Мне кажется, будто мой желудок ухает вниз.
— Нет, я не собираюсь этого делать, — выдыхаю я, повернувшись.
Джеймс самодовольно ухмыляется мне.
— Только человек, планирующий побег, не будет заботиться о своих вещах.
Питер кивает Джеймсу и решает припугнуть:
— Я позвоню Люциферу.
Черт подери.
— Все это, — хриплю я, когда Питер уходит.
Ухмылка Джеймса становится шире:
— Что, прости?
Сделав глубокий вдох, я говорю более четко:
— Все это. Я хочу все это целиком.
Ублюдки. Они получают от этого удовольствие.
Питер останавливается и поворачивается, торжествующе усмехаясь. Эти два мудака меня разыграли:
— Приведу сюда грузчиков, чтобы они могли начать работу.
Я делаю еще один шаг назад, планируя снова спрятаться в своей спальне.
— Ты должна оставаться с нами, пока грузчики здесь, — говорит Джеймс.
Моей первой реакцией, конечно же, было покачать головой.

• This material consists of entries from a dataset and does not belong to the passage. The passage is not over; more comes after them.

//! Locating and launching Chrome for research sessions
//!
//! Chrome runs against a persistent profile so that logins prepared by hand
//! survive between runs, and without the switches that tell page scripts the
//! browser is automated. Search engines and social platforms block automated
//! sessions far more eagerly than ordinary ones.

use anyhow::{Context, Result};
use chromiumoxide::browser::{Browser, BrowserConfigBuilder, HeadlessMode};
use chromiumoxide::fetcher::{BrowserFetcher, BrowserFetcherOptions};
use futures::StreamExt;
use std::path::{Path, PathBuf};
use std::time::Duration;
use tokio::task::{self, JoinHandle};
use tracing::{debug, error, info, warn};

use crate::BrowserConfig;
use crate::utils::constants::CHROME_USER_AGENT;

/// Environment variable pointing at a Chrome/Chromium binary to use.
pub const CHROMIUM_PATH_ENV: &str = "CHROMIUM_PATH";

/// chromiumoxide's default switches without `--enable-automation`, which
/// shows the automation infobar and sets `navigator.webdriver`.
const BASE_ARGS: &[&str] = &[
    "--disable-background-networking",
    "--enable-features=NetworkService,NetworkServiceInProcess",
    "--disable-background-timer-throttling",
    "--disable-backgrounding-occluded-windows",
    "--disable-breakpad",
    "--disable-client-side-phishing-detection",
    "--disable-component-extensions-with-background-pages",
    "--disable-default-apps",
    "--disable-dev-shm-usage",
    "--disable-features=TranslateUI",
    "--disable-hang-monitor",
    "--disable-ipc-flooding-protection",
    "--disable-popup-blocking",
    "--disable-prompt-on-repost",
    "--disable-renderer-backgrounding",
    "--disable-sync",
    "--metrics-recording-only",
    "--no-first-run",
    "--no-default-browser-check",
    "--password-store=basic",
    "--use-mock-keychain",
];

/// Switches that keep Blink from advertising automation.
const STEALTH_ARGS: &[&str] = &[
    "--disable-blink-features=AutomationControlled",
    "--disable-infobars",
    "--start-maximized",
    "--mute-audio",
];

const INSECURE_ARGS: &[&str] = &[
    "--disable-web-security",
    "--disable-features=IsolateOrigins,site-per-process",
    "--ignore-certificate-errors",
];

const NO_SANDBOX_ARGS: &[&str] = &["--no-sandbox", "--disable-setuid-sandbox"];

/// Binary names searched on `PATH`.
const PATH_BINARIES: &[&str] = &[
    "google-chrome",
    "google-chrome-stable",
    "chromium",
    "chromium-browser",
    "chrome",
];

/// Well-known install locations for the current platform.
fn install_locations() -> Vec<PathBuf> {
    if cfg!(target_os = "windows") {
        let mut paths: Vec<PathBuf> = [
            r"C:\Program Files\Google\Chrome\Application\chrome.exe",
            r"C:\Program Files (x86)\Google\Chrome\Application\chrome.exe",
            r"C:\Program Files\Chromium\Application\chrome.exe",
        ]
        .iter()
        .map(PathBuf::from)
        .collect();
        if let Some(local) = std::env::var_os("LOCALAPPDATA") {
            paths.push(PathBuf::from(local).join(r"Google\Chrome\Application\chrome.exe"));
        }
        paths
    } else if cfg!(target_os = "macos") {
        let mut paths: Vec<PathBuf> = [
            "/Applications/Google Chrome.app/Contents/MacOS/Google Chrome",
            "/Applications/Chromium.app/Contents/MacOS/Chromium",
        ]
        .iter()
        .map(PathBuf::from)
        .collect();
        if let Some(home) = dirs::home_dir() {
            paths.push(home.join("Applications/Google Chrome.app/Contents/MacOS/Google Chrome"));
        }
        paths
    } else {
        [
            "/usr/bin/google-chrome",
            "/usr/bin/google-chrome-stable",
            "/usr/bin/chromium",
            "/usr/bin/chromium-browser",
            "/snap/bin/chromium",
            "/opt/google/chrome/chrome",
        ]
        .iter()
        .map(PathBuf::from)
        .collect()
    }
}

/// First match for one of [`PATH_BINARIES`] in the directories of `path_var`.
fn search_path(path_var: &std::ffi::OsStr) -> Option<PathBuf> {
    std::env::split_paths(path_var).find_map(|dir| {
        PATH_BINARIES
            .iter()
            .map(|name| dir.join(name))
            .find(|candidate| candidate.is_file())
    })
}

/// Find a local Chrome/Chromium: `CHROMIUM_PATH`, then the platform's install
/// locations, then `PATH`.
pub async fn find_browser_executable() -> Result<PathBuf> {
    if let Some(path) = std::env::var_os(CHROMIUM_PATH_ENV).map(PathBuf::from) {
        if path.is_file() {
            info!("Using browser from {}: {}", CHROMIUM_PATH_ENV, path.display());
            return Ok(path);
        }
        warn!("{} points to a missing file: {}", CHROMIUM_PATH_ENV, path.display());
    }

    if let Some(path) = install_locations().into_iter().find(|p| p.is_file()) {
        info!("Found browser at: {}", path.display());
        return Ok(path);
    }

    if let Some(path) = std::env::var_os("PATH").as_deref().and_then(search_path) {
        info!("Found browser on PATH: {}", path.display());
        return Ok(path);
    }

    Err(anyhow::anyhow!("Chrome/Chromium executable not found"))
}

/// Download a managed Chromium into the user cache directory.
pub async fn download_managed_browser() -> Result<PathBuf> {
    let cache_dir = dirs::cache_dir()
        .unwrap_or_else(std::env::temp_dir)
        .join("kodegen/brand-research/chromium");
    info!("Downloading managed Chromium into {}", cache_dir.display());

    std::fs::create_dir_all(&cache_dir).context("Failed to create browser cache directory")?;

    let options = BrowserFetcherOptions::builder()
        .with_path(&cache_dir)
        .build()
        .context("Failed to build fetcher options")?;
    let revision = BrowserFetcher::new(options)
        .fetch()
        .await
        .context("Failed to fetch browser")?;

    info!("Downloaded Chromium to: {}", revision.folder_path.display());
    Ok(revision.executable_path)
}

/// Create the persistent profile directory if it does not exist yet.
///
/// The directory outlives every run: cookies and logins stored there are what
/// lets the agent browse platforms that require an account.
pub fn ensure_profile_dir(path: &Path) -> Result<PathBuf> {
    std::fs::create_dir_all(path).with_context(|| {
        format!("Failed to create browser profile directory {}", path.display())
    })?;
    let absolute = std::path::absolute(path).unwrap_or_else(|_| path.to_path_buf());
    Ok(absolute)
}

/// Command-line switches for a research session.
pub fn launch_args(config: &BrowserConfig, in_container: bool) -> Vec<String> {
    let mut args: Vec<String> = BASE_ARGS
        .iter()
        .chain(STEALTH_ARGS)
        .map(|arg| arg.to_string())
        .collect();
    args.push(format!("--user-agent={}", CHROME_USER_AGENT));

    if config.disable_security {
        args.extend(INSECURE_ARGS.iter().map(|arg| arg.to_string()));
    }
    // setuid sandboxing does not work inside containers
    if in_container || config.disable_security {
        args.extend(NO_SANDBOX_ARGS.iter().map(|arg| arg.to_string()));
    }
    args
}

/// Launch Chrome against `config.profile_dir`, finding or downloading the
/// executable first.
pub async fn launch_browser(config: &BrowserConfig) -> Result<(Browser, JoinHandle<()>)> {
    let chrome_path = match find_browser_executable().await {
        Ok(path) => path,
        Err(e) => {
            warn!("{}; downloading a managed browser", e);
            download_managed_browser().await?
        }
    };
    let user_data_dir = ensure_profile_dir(&config.profile_dir)?;

    if config.disable_security {
        warn!("Browser security features disabled (disable_security=true)");
    }
    let in_container = running_in_container();
    if in_container {
        info!("Detected containerized environment, disabling sandbox");
    }

    let mut builder = BrowserConfigBuilder::default()
        .disable_default_args()
        .args(launch_args(config, in_container))
        .request_timeout(Duration::from_secs(30))
        .window_size(config.window.width, config.window.height)
        .viewport(None)
        .user_data_dir(user_data_dir)
        .chrome_executable(chrome_path);
    builder = if config.headless {
        builder.headless_mode(HeadlessMode::default())
    } else {
        builder.with_head()
    };

    let browser_config = builder
        .build()
        .map_err(|e| anyhow::anyhow!("Failed to build browser config: {e}"))?;

    let (browser, mut handler) = Browser::launch(browser_config)
        .await
        .context("Failed to launch browser")?;

    let handler_task = task::spawn(async move {
        while let Some(event) = handler.next().await {
            if let Err(e) = event {
                let message = e.to_string();
                if is_unknown_cdp_message(&message) {
                    debug!("Ignoring unrecognised CDP message: {}", message);
                } else {
                    error!("Browser handler error: {:?}", e);
                }
            }
        }
        info!("Browser handler task completed");
    });

    Ok((browser, handler_task))
}

/// chromiumoxide reports CDP events it has no type for as errors; they are
/// harmless (mattsse/chromiumoxide#167, #229).
fn is_unknown_cdp_message(message: &str) -> bool {
    message.contains("data did not match any variant of untagged enum Message")
        || message.contains("Failed to deserialize WS response")
}

fn running_in_container() -> bool {
    Path::new("/.dockerenv").exists()
        || std::env::var_os("container").is_some()
        || std::env::var_os("KUBERNETES_SERVICE_HOST").is_some()
}

#[cfg(test)]
mod tests {
    use super::*;

    #[test]
    fn launch_never_announces_automation() {
        let args = launch_args(&BrowserConfig::default(), false);

        assert!(!args.iter().any(|a| a == "--enable-automation"));
        assert!(args.iter().any(|a| a == "--disable-blink-features=AutomationControlled"));
        assert!(args.iter().any(|a| a.starts_with("--user-agent=")));
        assert!(!args.iter().any(|a| a == "--no-sandbox"));
        assert!(!args.iter().any(|a| a == "--disable-web-security"));
    }

    #[test]
    fn sandbox_and_security_switches_follow_config() {
        let insecure = BrowserConfig {
            disable_security: true,
            ..BrowserConfig::default()
        };
        let args = launch_args(&insecure, false);
        assert!(args.iter().any(|a| a == "--disable-web-security"));
        assert!(args.iter().any(|a| a == "--no-sandbox"));

        let contained = launch_args(&BrowserConfig::default(), true);
        assert!(contained.iter().any(|a| a == "--no-sandbox"));
        assert!(!contained.iter().any(|a| a == "--disable-web-security"));
    }

    #[test]
    fn path_search_finds_first_known_binary() {
        let dir = tempfile::tempdir().unwrap();
        let binary = dir.path().join("chromium");
        std::fs::write(&binary, "").unwrap();

        let path_var = std::env::join_paths([Path::new("/nonexistent"), dir.path()]).unwrap();
        assert_eq!(search_path(&path_var), Some(binary));

        let empty = tempfile::tempdir().unwrap();
        assert_eq!(search_path(empty.path().as_os_str()), None);
    }

    #[test]
    fn unknown_cdp_messages_are_recognised() {
        assert!(is_unknown_cdp_message(
            "data did not match any variant of untagged enum Message"
        ));
        assert!(!is_unknown_cdp_message("Browser process exited"));
    }

    #[test]
    fn profile_dir_is_created_and_kept() {
        let root = tempfile::tempdir().unwrap();
        let profile = root.path().join("nexus_browser_data");
        let resolved = ensure_profile_dir(&profile).unwrap();
        assert!(resolved.is_absolute());
        assert!(profile.is_dir());
        // second call on an existing directory is fine
        ensure_profile_dir(&profile).unwrap();
    }
}
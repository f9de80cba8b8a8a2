//! Reasoning capability used by the orchestrator
//!
//! A provider receives the instruction preamble, the conversation so far and
//! the action catalog, and answers with either a final message or a list of
//! action requests.

mod openai;

pub use openai::ChatCompletionsClient;

use async_trait::async_trait;
use thiserror::Error;

use crate::agent::{ActionRequest, ActionSpec, Conversation, Message};

/// One assistant decision.
#[derive(Debug, Clone, PartialEq, Default)]
pub struct AssistantTurn {
    pub content: String,
    pub actions: Vec<ActionRequest>,
}

impl AssistantTurn {
    pub fn answer(content: impl Into<String>) -> Self {
        Self {
            content: content.into(),
            actions: Vec::new(),
        }
    }

    pub fn acting(actions: Vec<ActionRequest>) -> Self {
        Self {
            content: String::new(),
            actions,
        }
    }

    pub fn into_message(self) -> Message {
        Message::assistant(self.content, self.actions)
    }
}

#[derive(Error, Debug)]
pub enum LlmError {
    #[error("API key not found: environment variable {0} is not set")]
    MissingApiKey(String),

    #[error("request failed: {0}")]
    Http(#[from] reqwest::Error),

    #[error("provider returned {status}: {body}")]
    Status { status: u16, body: String },

    #[error("malformed provider response: {0}")]
    Protocol(String),
}

#[async_trait]
pub trait ReasoningProvider: Send + Sync {
    async fn complete(
        &self,
        preamble: &str,
        conversation: &Conversation,
        catalog: &[ActionSpec],
    ) -> Result<AssistantTurn, LlmError>;
}
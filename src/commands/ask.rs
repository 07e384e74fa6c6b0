use std::time::{Duration, Instant};

use poise::CreateReply;
use tracing::{error, info};

use super::{send_chunked, split_point};
use crate::session::run_exchange;
use crate::state::Context;

/// Discord rate-limits message edits; partial answers refresh at most this often.
const EDIT_INTERVAL: Duration = Duration::from_secs(1);

/// Ask about cancer gene targets and expression values
#[poise::command(slash_command, guild_only)]
pub async fn ask(
    ctx: Context<'_>,
    #[description = "Your question"] question: String,
) -> Result<(), anyhow::Error> {
    // Placeholder reply; edited in place as the answer arrives.
    let handle = ctx.say("Looking that up…").await?;

    let config = *ctx.data().agent_config.read().await;
    info!(user = %ctx.author().name, question = %question, "question received");

    let mut last_edit: Option<Instant> = None;
    let mut latest = String::new();
    let handle_ref = &handle;

    let outcome = run_exchange(
        &ctx.data().agent,
        &ctx.data().log,
        &config,
        &question,
        |text| {
            let due = last_edit.map_or(true, |t| t.elapsed() >= EDIT_INTERVAL);
            if due {
                last_edit = Some(Instant::now());
            }
            latest.clone_from(&text);
            async move {
                if due {
                    let shown = &text[..split_point(&text)];
                    handle_ref
                        .edit(ctx, CreateReply::default().content(shown))
                        .await?;
                }
                Ok::<(), anyhow::Error>(())
            }
        },
    )
    .await;

    let answer = match outcome {
        Ok(Some(exchange)) => {
            info!(
                request_id = %exchange.request_id,
                latency_ms = exchange.latency.as_millis() as u64,
                "answer delivered"
            );
            exchange.answer
        }
        Ok(None) => return Ok(()),
        Err(e) => {
            error!(error = %e, "exchange could not be logged");
            latest
        }
    };

    // Final state, whatever the throttle skipped.
    let split_at = split_point(&answer);
    handle
        .edit(ctx, CreateReply::default().content(&answer[..split_at]))
        .await?;

    let rest = answer[split_at..].trim_start();
    if !rest.is_empty() {
        send_chunked(&ctx, rest).await?;
    }
    Ok(())
}
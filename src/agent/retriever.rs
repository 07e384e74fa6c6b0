use std::collections::HashMap;

use crate::data::Dataset;

/// Words never offered as the "topic" of an unmatched question.
/// Heuristic list; extend freely.
const STOP_WORDS: &[&str] = &[
    "what", "which", "that", "this", "with", "from", "have", "been", "genes", "gene", "cancer",
    "involved", "main", "median", "value", "expression", "values", "help", "your", "about",
    "tell",
];

const FALLBACK_HINT: &str = "the requested topic";

/// Scan a question for cancer types and gene symbols present in the dataset and
/// render the matching rows as a plain-text block. Never returns an empty string.
pub fn retrieve_context(dataset: &Dataset, query: &str) -> String {
    let q_lower = query.to_lowercase();
    let cancers = dataset.available_cancers();

    let mentioned_cancers: Vec<&String> = cancers
        .iter()
        .filter(|c| q_lower.contains(&c.to_lowercase()))
        .collect();

    let tokens = tokenize(&q_lower);
    let mentioned_genes: Vec<String> = dataset
        .all_genes()
        .into_iter()
        .filter(|g| tokens.contains(&g.to_lowercase().as_str()))
        .collect();

    let mut parts: Vec<String> = Vec::new();

    for cancer in &mentioned_cancers {
        let targets = dataset.targets(cancer);
        if targets.is_empty() {
            continue;
        }
        let exprs = dataset.expressions_for_cancer(cancer, &targets);
        let values: HashMap<&str, f64> = exprs.iter().map(|(g, v)| (g.as_str(), *v)).collect();

        let mut lines = vec![
            format!("Cancer type: {}", cancer),
            format!("Gene targets ({}): {}", targets.len(), targets.join(", ")),
        ];
        if !exprs.is_empty() {
            lines.push("Median expression values:".to_string());
            for gene in &targets {
                if let Some(val) = values.get(gene.as_str()) {
                    lines.push(format!("  - {}: {}", gene, format_value(*val)));
                }
            }
        }
        parts.push(lines.join("\n"));
    }

    if !mentioned_genes.is_empty() && mentioned_cancers.is_empty() {
        let exprs = dataset.expressions(&mentioned_genes);
        if !exprs.is_empty() {
            let mut lines = vec!["Requested gene expression values:".to_string()];
            for (gene, val) in &exprs {
                lines.push(format!("  - {}: {}", gene, format_value(*val)));
            }
            parts.push(lines.join("\n"));
        }
    }

    if !parts.is_empty() {
        return parts.join("\n\n");
    }

    format!(
        "No data found for \"{}\" in the dataset.\nAvailable cancer types: {}.",
        topic_hint(&q_lower),
        cancers.join(", ")
    )
}

/// Whitespace tokens after blanking `, ; ? .`.
fn tokenize(q_lower: &str) -> Vec<&str> {
    q_lower
        .split(|c: char| c.is_whitespace() || matches!(c, ',' | ';' | '?' | '.'))
        .filter(|t| !t.is_empty())
        .collect()
}

/// First word longer than three characters that is not a stop word.
fn topic_hint(q_lower: &str) -> &str {
    q_lower
        .split_whitespace()
        .filter(|w| w.chars().count() > 3)
        .map(|w| w.trim_matches(|c| matches!(c, '?' | '.' | ',' | '!')))
        .find(|w| !STOP_WORDS.contains(w))
        .unwrap_or(FALLBACK_HINT)
}

/// Whole numbers keep one decimal (`5.0`), everything else prints shortest form.
fn format_value(val: f64) -> String {
    if val.is_finite() && val.fract() == 0.0 && val.abs() < 1e16 {
        format!("{:.1}", val)
    } else {
        val.to_string()
    }
}

#[cfg(test)]
mod tests {
    use super::*;
    use crate::data::Record;

    fn fixture() -> Dataset {
        Dataset::from_records(vec![
            Record::new("lung", "TP53", 12.3),
            Record::new("lung", "EGFR", 8.0),
            Record::new("breast", "BRCA1", 4.5),
            Record::new("breast", "ERBB2", 7.25),
            Record::new("colon", "KRAS", 3.1),
        ])
    }

    #[test]
    fn test_single_row_lung_question() {
        let ds = Dataset::from_records(vec![Record::new("lung", "TP53", 12.3)]);
        let ctx = retrieve_context(&ds, "What genes target lung cancer?");
        assert!(ctx.contains("TP53"));
        assert!(ctx.contains("12.3"));
    }

    #[test]
    fn test_cancer_block_layout() {
        let ctx = retrieve_context(&fixture(), "Which genes are targets in LUNG?");
        assert_eq!(
            ctx,
            "Cancer type: lung\n\
             Gene targets (2): TP53, EGFR\n\
             Median expression values:\n  - TP53: 12.3\n  - EGFR: 8.0"
        );
    }

    #[test]
    fn test_every_known_cancer_gets_its_gene_list() {
        let ds = fixture();
        for cancer in ds.available_cancers() {
            let ctx = retrieve_context(&ds, &format!("tell me about {} please", cancer));
            for gene in ds.targets(&cancer) {
                assert!(ctx.contains(&gene), "{} missing from {}", gene, ctx);
            }
        }
    }

    #[test]
    fn test_multiple_cancers_separated_by_blank_line() {
        let ctx = retrieve_context(&fixture(), "compare breast and colon");
        let blocks: Vec<&str> = ctx.split("\n\n").collect();
        assert_eq!(blocks.len(), 2);
        assert!(blocks[0].starts_with("Cancer type: breast"));
        assert!(blocks[1].starts_with("Cancer type: colon"));
    }

    #[test]
    fn test_gene_only_question_lists_values() {
        let ctx = retrieve_context(&fixture(), "What is the median value of kras, and erbb2?");
        assert_eq!(
            ctx,
            "Requested gene expression values:\n  - ERBB2: 7.25\n  - KRAS: 3.1"
        );
    }

    #[test]
    fn test_gene_tokens_must_match_exactly() {
        let ctx = retrieve_context(&fixture(), "anything on TP53X or xkras");
        assert!(ctx.starts_with("No data found"));
    }

    #[test]
    fn test_gene_and_cancer_emits_only_cancer_block() {
        let ctx = retrieve_context(&fixture(), "is KRAS in lung?");
        assert!(ctx.starts_with("Cancer type: lung"));
        assert!(!ctx.contains("Requested gene expression values"));
    }

    #[test]
    fn test_no_match_names_hint_and_all_cancers() {
        let ctx = retrieve_context(&fixture(), "What about melanoma genes?");
        assert_eq!(
            ctx,
            "No data found for \"melanoma\" in the dataset.\n\
             Available cancer types: breast, colon, lung."
        );
    }

    #[test]
    fn test_no_match_without_topic_word() {
        let ctx = retrieve_context(&fixture(), "help me with this?");
        assert!(ctx.contains("\"the requested topic\""));
        assert!(ctx.contains("No data found"));
    }

    #[test]
    fn test_empty_dataset_still_answers() {
        let ctx = retrieve_context(&Dataset::default(), "lung");
        assert_eq!(
            ctx,
            "No data found for \"lung\" in the dataset.\nAvailable cancer types: ."
        );
    }

    #[test]
    fn test_values_follow_target_order_with_duplicates_and_gaps() {
        let mut blank = Record::new("lung", "ALK", 0.0);
        blank.median_value = None;
        let ds = Dataset::from_records(vec![
            Record::new("lung", "EGFR", 2.0),
            blank,
            Record::new("lung", "TP53", 12.3),
            Record::new("lung", "EGFR", 8.0),
        ]);

        let ctx = retrieve_context(&ds, "lung");
        assert_eq!(
            ctx,
            "Cancer type: lung\n\
             Gene targets (4): EGFR, ALK, TP53, EGFR\n\
             Median expression values:\n  - EGFR: 8.0\n  - TP53: 12.3\n  - EGFR: 8.0"
        );
    }

    #[test]
    fn test_format_value() {
        assert_eq!(format_value(12.3), "12.3");
        assert_eq!(format_value(5.0), "5.0");
        assert_eq!(format_value(-0.25), "-0.25");
    }
}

На лице Питера появляется абсолютно зловещая ухмылка, когда он говорит:
— Мы не хотим, чтобы с кем-нибудь что-нибудь случилось.
Что, черт возьми, он имеет в виду? Намекает, что что-то может случиться со мной? Или с кем-то из грузчиков?
Джеймс делает еще один шаг и протягивает руку:
— Давай. Пойдем, пообедаешь с нами. Похоже, тебе это нужно.
Мой желудок выбирает именно этот момент, чтобы громко заурчать, и я чувствую, как мои щеки горят от смущения.
Я хочу спросить его, собирается ли он меня убить, но не хочу выдавать то, что я подслушала их разговор. Судя по тому, что слышала, как минимум Питер предпочел бы убить нас, но не может этого сделать.
Джеймс ободряюще кивает мне, а Питер снова исчезает на кухне.
Полагаю, что голодание не принесет никакой пользы ни мне, ни моим детям. Я делаю еще один шаг вниз по лестнице и напрягаюсь. Когда Джеймс не прыгает на меня, а вместо этого отступает, я чувствую себя достаточно комфортно, чтобы сделать еще один шаг.
— Я даже налью тебе еще чашку кофе, только не кидай ее мне в голову снова, хорошо? Переводить кофе – это святотатство, — усмехается он, когда я спускаюсь с последней ступеньки, очевидно, пытаясь заставить меня чувствовать себя с ним более комфортно.
Я представляю себе, как делаю это и чувствую, как губы растягиваются в моей собственной зловещей ухмылке.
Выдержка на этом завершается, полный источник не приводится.